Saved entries
//! # Workers
//!
//! Each worker is an OS thread running its own single-threaded reactor with
//! a private [`ClientSet`] (pools, DNS cache). The coordinator feeds it
//! [`Token`]s over a bounded queue; the worker answers on the shared event
//! channel with one [`Event::Result`] per step and one [`Event::Finished`]
//! per token.
//!
//! ```text
//!   coordinator ──Token──► queue ──► worker thread (current_thread runtime)
//!                                        │  semaphore (VU share)
//!                                        ▼
//!                               run_token: DAG over the token's scope
//!                                 a ──► b ─┐
//!                                 └───► c ─┴─► d
//!                                        │
//!   coordinator ◄──Event::{Result, Metric, Finished}──┘
//! ```
//!
//! Tokens still queued when the run is cancelled are answered with
//! `ErrCancelled` results for every step in their scope, so the number of
//! results always equals the number of dispatched step operations.

use dashmap::DashMap;
use futures::stream::{FuturesUnordered, StreamExt};
use serde_json::Value;
use std::collections::HashMap;
use std::sync::Arc;
use std::thread::JoinHandle;
use std::time::Instant;
use tokio::sync::{mpsc, oneshot, Semaphore};
use tokio_util::sync::CancellationToken;
use tokio_util::task::TaskTracker;

use surge_core::{
    OpContext, OpResult, ProtocolKind, Request, StepGraph, StepIndex, SurgeError, TaskKind,
};
use surge_protocols::{ClientConfig, ClientSet, DnsCache, Outcome};

use crate::rate_limit::StepLimiter;
use crate::workflow::{ActionFn, Hook, Outputs, StepContext, StepOutput, TaskFn, Workflow};

/// Which part of the graph a token runs
#[derive(Clone, Copy, Debug, PartialEq, Eq)]
pub enum Scope {
    /// Every step, in dependency order
    Graph,
    /// One topological layer; its steps are independent
    Layer(usize),
    /// A single step
    Step(StepIndex),
}

impl Scope {
    pub fn steps(&self, graph: &StepGraph) -> Vec<StepIndex> {
        match *self {
            Self::Graph => (0..graph.len()).map(StepIndex).collect(),
            Self::Layer(layer) => graph.layers().get(layer).cloned().unwrap_or_default(),
            Self::Step(step) if step.get() < graph.len() => vec![step],
            Self::Step(_) => Vec::new(),
        }
    }

    /// Step operations one token of this scope produces
    pub fn size(&self, graph: &StepGraph) -> usize {
        match *self {
            Self::Graph => graph.len(),
            Self::Layer(layer) => graph.layers().get(layer).map_or(0, Vec::len),
            Self::Step(step) => usize::from(step.get() < graph.len()),
        }
    }
}

/// One unit of dispatch
#[derive(Clone, Copy, Debug, PartialEq, Eq)]
pub struct Token {
    pub scope: Scope,
    /// Dispatch sequence number across the whole run
    pub seq: u64,
    pub iteration: u64,
    pub vu: u32,
}

impl Token {
    /// VU slot and iteration follow from the sequence number
    pub fn new(scope: Scope, seq: u64, vus: u32) -> Self {
        let vus = u64::from(vus.max(1));
        Self {
            scope,
            seq,
            iteration: seq / vus,
            vu: (seq % vus) as u32,
        }
    }

    /// Worker owning this token's VU
    pub fn worker(&self, threads: u16) -> u16 {
        (self.vu % u32::from(threads.max(1))) as u16
    }
}

/// What workers report back to the coordinator
#[derive(Debug)]
pub enum Event {
    Result(OpResult),
    /// A custom metric contribution from a step
    Metric {
        step: StepIndex,
        name: String,
        value: f64,
    },
    /// Every step of a token has produced its result
    Finished { worker: u16, vu: u32, steps: usize },
}

/// Coordinator's end of a running worker
pub(crate) struct WorkerHandle {
    pub id: u16,
    pub tokens: mpsc::Sender<Token>,
    pub thread: JoinHandle<()>,
}

/// Everything a worker thread needs besides its own clients
pub(crate) struct WorkerPlan {
    pub id: u16,
    /// VUs owned by this worker
    pub vus: usize,
    pub client: ClientConfig,
    pub queue_depth: usize,
    pub workflow: Arc<Workflow>,
    pub limiter: Arc<StepLimiter>,
    pub epoch: Instant,
    pub cancel: CancellationToken,
    pub events: mpsc::UnboundedSender<Event>,
}

/// Start a worker thread.
///
/// The returned receiver resolves once the worker's runtime and clients are
/// built, or with the error that prevented it.
pub(crate) fn spawn(
    plan: WorkerPlan,
) -> Result<(WorkerHandle, oneshot::Receiver<Result<(), SurgeError>>), SurgeError> {
    let (tx, rx) = mpsc::channel(plan.queue_depth.max(1));
    let (ready_tx, ready_rx) = oneshot::channel();
    let id = plan.id;

    let thread = std::thread::Builder::new()
        .name(format!("surge-worker-{id}"))
        .spawn(move || {
            let runtime = match tokio::runtime::Builder::new_current_thread()
                .enable_all()
                .build()
            {
                Ok(rt) => rt,
                Err(e) => {
                    let _ = ready_tx.send(Err(SurgeError::Internal(format!(
                        "worker {id} runtime: {e}"
                    ))));
                    return;
                }
            };
            runtime.block_on(async move {
                let worker = match Worker::new(plan) {
                    Ok(worker) => Arc::new(worker),
                    Err(e) => {
                        let _ = ready_tx.send(Err(e));
                        return;
                    }
                };
                let _ = ready_tx.send(Ok(()));
                worker.serve(rx).await;
            });
        })
        .map_err(|e| SurgeError::Internal(format!("spawn worker {id}: {e}")))?;

    Ok((
        WorkerHandle {
            id,
            tokens: tx,
            thread,
        },
        ready_rx,
    ))
}

struct Worker {
    id: u16,
    vus: usize,
    workflow: Arc<Workflow>,
    names: Vec<Arc<str>>,
    clients: Arc<ClientSet>,
    limiter: Arc<StepLimiter>,
    /// Latest outputs per VU, visible to later tokens of the same VU
    carry: DashMap<u32, Outputs>,
    epoch: Instant,
    cancel: CancellationToken,
    events: mpsc::UnboundedSender<Event>,
}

ACTIVITY: Word for word, set down the lines from the beginning of the records through the line that holds "are answered with". Leave out the rest.

RESPONSE TO THE EXERCISE:
//! # Workers
//!
//! Each worker is an OS thread running its own single-threaded reactor with
//! a private [`ClientSet`] (pools, DNS cache). The coordinator feeds it
//! [`Token`]s over a bounded queue; the worker answers on the shared event
//! channel with one [`Event::Result`] per step and one [`Event::Finished`]
//! per token.
//!
//! ```text
//!   coordinator ──Token──► queue ──► worker thread (current_thread runtime)
//!                                        │  semaphore (VU share)
//!                                        ▼
//!                               run_token: DAG over the token's scope
//!                                 a ──► b ─┐
//!                                 └───► c ─┴─► d
//!                                        │
//!   coordinator ◄──Event::{Result, Metric, Finished}──┘
//! ```
//!
//! Tokens still queued when the run is cancelled are answered with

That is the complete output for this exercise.